[Extracted data entries]
------

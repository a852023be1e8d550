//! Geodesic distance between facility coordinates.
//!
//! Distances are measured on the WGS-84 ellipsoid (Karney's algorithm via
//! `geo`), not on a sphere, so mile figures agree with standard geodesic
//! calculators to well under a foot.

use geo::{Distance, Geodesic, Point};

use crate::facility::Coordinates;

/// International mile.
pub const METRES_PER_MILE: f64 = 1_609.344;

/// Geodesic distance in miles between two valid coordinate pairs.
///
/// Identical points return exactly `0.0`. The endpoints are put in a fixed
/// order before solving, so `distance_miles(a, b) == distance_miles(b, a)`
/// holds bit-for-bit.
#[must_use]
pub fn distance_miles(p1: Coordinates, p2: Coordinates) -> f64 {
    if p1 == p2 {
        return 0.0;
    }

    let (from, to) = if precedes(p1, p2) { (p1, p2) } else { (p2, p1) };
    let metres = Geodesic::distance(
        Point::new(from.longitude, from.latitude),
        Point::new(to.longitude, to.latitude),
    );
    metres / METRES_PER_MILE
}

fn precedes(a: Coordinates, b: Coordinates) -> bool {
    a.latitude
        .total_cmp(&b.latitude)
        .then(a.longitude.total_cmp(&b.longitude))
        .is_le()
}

------

Your goal.
Which lines of the records above contain the word "facility"? Report each one.

Solution.
//! Geodesic distance between facility coordinates.
use crate::facility::Coordinates;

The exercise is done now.